**What is being asked**
Exactly as they appear, copy the lines from the start of the entries below to the line containing "pub const PRODUCT_LOSS_RATE: f64 = 0.02;", both ends included.

*** Records shown ***

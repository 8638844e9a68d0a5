//! Rate constants, piecewise time functions and the flow balance.
//!
//! Every time-dependent quantity is an explicit function of `t`; nothing
//! here captures mutable state.

use crate::params::FlowParams;
use crate::state::FlowState;

/// Fraction of raw material transformed into product per unit time.
pub const TRANSFORMATION_RATE: f64 = 0.10;
/// Fraction of raw material lost to the recyclable stock per unit time.
pub const RAW_MATERIAL_LOSS_RATE: f64 = 0.05;
/// Fraction of product inventory sold per unit time.
pub const SALES_RATE: f64 = 0.10;
/// Fraction of product inventory lost per unit time.
pub const PRODUCT_LOSS_RATE: f64 = 0.02;
/// Fraction of recyclable material disposed of per unit time.
pub const DISPOSAL_RATE: f64 = 0.10;
/// Virgin raw-material inflow outside a crisis.
pub const VIRGIN_INFLOW_BASE: f64 = 20.0;
/// Share of the base virgin inflow that remains during a crisis.
pub const CRISIS_INFLOW_FACTOR: f64 = 0.2;

/// Recycling capacity doubles from this time on.
pub const CAPACITY_EXPANSION_TIME: f64 = 30.0;
/// Virgin inflow is cut from this time on when the crisis is enabled.
pub const CRISIS_START_TIME: f64 = 40.0;

/// Recycling capacity in effect at time `t`.
pub fn effective_capacity(params: &FlowParams, t: f64) -> f64 {
    if t < CAPACITY_EXPANSION_TIME {
        params.base_capacity_f64()
    } else {
        2.0 * params.base_capacity_f64()
    }
}

/// Rate at which recyclable material returns as raw material.
pub fn recycling_throughput(params: &FlowParams, recyclable: f64, t: f64) -> f64 {
    recyclable.min(effective_capacity(params, t)) * params.efficiency
}

/// Virgin raw-material inflow at time `t`.
pub fn virgin_inflow(params: &FlowParams, t: f64) -> f64 {
    if params.crisis_enabled && t >= CRISIS_START_TIME {
        VIRGIN_INFLOW_BASE * CRISIS_INFLOW_FACTOR
    } else {
        VIRGIN_INFLOW_BASE
    }
}

/// Times at which the vector field jumps for these parameters.
pub fn discontinuities(params: &FlowParams) -> Vec<f64> {
    let mut times = vec![CAPACITY_EXPANSION_TIME];
    if params.crisis_enabled {
        times.push(CRISIS_START_TIME);
    }
    times
}

/// Every individual flow at one instant.
#[derive(Clone, Copy, Debug, PartialEq)]
pub struct FlowRates {
    pub transformation: f64,
    pub raw_material_loss: f64,
    pub sales: f64,
    pub product_loss: f64,
    pub disposal: f64,
    pub effective_capacity: f64,
    pub recycling_throughput: f64,
    pub virgin_inflow: f64,
}

impl FlowRates {
    pub fn compute(params: &FlowParams, x: &FlowState, t: f64) -> Self {
        Self {
            transformation: TRANSFORMATION_RATE * x.raw_material,
            raw_material_loss: RAW_MATERIAL_LOSS_RATE * x.raw_material,
            sales: SALES_RATE * x.product_inventory,
            product_loss: PRODUCT_LOSS_RATE * x.product_inventory,
            disposal: DISPOSAL_RATE * x.recyclable,
            effective_capacity: effective_capacity(params, t),
            recycling_throughput: recycling_throughput(params, x.recyclable, t),
            virgin_inflow: virgin_inflow(params, t),
        }
    }

    /// Virgin inflow plus reclaimed material.
    pub fn total_raw_inflow(&self) -> f64 {
        self.virgin_inflow + self.recycling_throughput
    }

    /// Time derivative of every stock.
    pub fn derivative(&self) -> FlowState {
        FlowState {
            raw_material: self.total_raw_inflow() - self.transformation - self.raw_material_loss,
            product_inventory: self.transformation - self.sales - self.product_loss,
            recyclable: self.sales + self.raw_material_loss + self.product_loss
                - self.recycling_throughput
                - self.disposal,
        }
    }

    /// Net exchange with the outside: virgin inflow minus disposal.
    pub fn net_external_flow(&self) -> f64 {
        self.virgin_inflow - self.disposal
    }
}

/// dx/dt of the circular-flow model.
pub fn derivative(params: &FlowParams, x: &FlowState, t: f64) -> FlowState {
    FlowRates::compute(params, x, t).derivative()
}


#[cfg(test)]
mod proptests {
    use super::*;
    use proptest::prelude::*;

    fn valid_params() -> impl Strategy<Value = FlowParams> {
        (0.1_f64..=1.0, 5_u32..=30, any::<bool>()).prop_map(|(e, c, k)| FlowParams {
            efficiency: e,
            base_capacity: c,
            crisis_enabled: k,
        })
    }

    proptest! {
        #[test]
        fn throughput_never_exceeds_bounds(
            p in valid_params(),
            mr in 0.0_f64..500.0,
            t in 0.0_f64..100.0,
        ) {
            let q = recycling_throughput(&p, mr, t);
            let cap = effective_capacity(&p, t);
            prop_assert!(q <= cap * p.efficiency + 1e-12);
            prop_assert!(q <= mr + 1e-12);
            prop_assert!(q <= mr.min(cap) * p.efficiency + 1e-12);
        }

        #[test]
        fn internal_transfers_cancel(
            p in valid_params(),
            mp in -100.0_f64..500.0,
            ip in -100.0_f64..500.0,
            mr in -100.0_f64..500.0,
            t in 0.0_f64..100.0,
        ) {
            let x = FlowState::new(mp, ip, mr);
            let rates = FlowRates::compute(&p, &x, t);
            let d = rates.derivative();
            let sum = d.raw_material + d.product_inventory + d.recyclable;
            let expected = rates.virgin_inflow - rates.disposal;
            prop_assert!((sum - expected).abs() <= 1e-9 * (1.0 + expected.abs() + mp.abs() + ip.abs() + mr.abs()));
            prop_assert_eq!(rates.net_external_flow(), expected);
        }
    }
}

*** End of Records shown ***

**Solved problem**
repository 8638844e9a68d0a5
//! Rate constants, piecewise time functions and the flow balance.
//!
//! Every time-dependent quantity is an explicit function of `t`; nothing
//! here captures mutable state.

use crate::params::FlowParams;
use crate::state::FlowState;

/// Fraction of raw material transformed into product per unit time.
pub const TRANSFORMATION_RATE: f64 = 0.10;
/// Fraction of raw material lost to the recyclable stock per unit time.
pub const RAW_MATERIAL_LOSS_RATE: f64 = 0.05;
/// Fraction of product inventory sold per unit time.
pub const SALES_RATE: f64 = 0.10;
/// Fraction of product inventory lost per unit time.
pub const PRODUCT_LOSS_RATE: f64 = 0.02;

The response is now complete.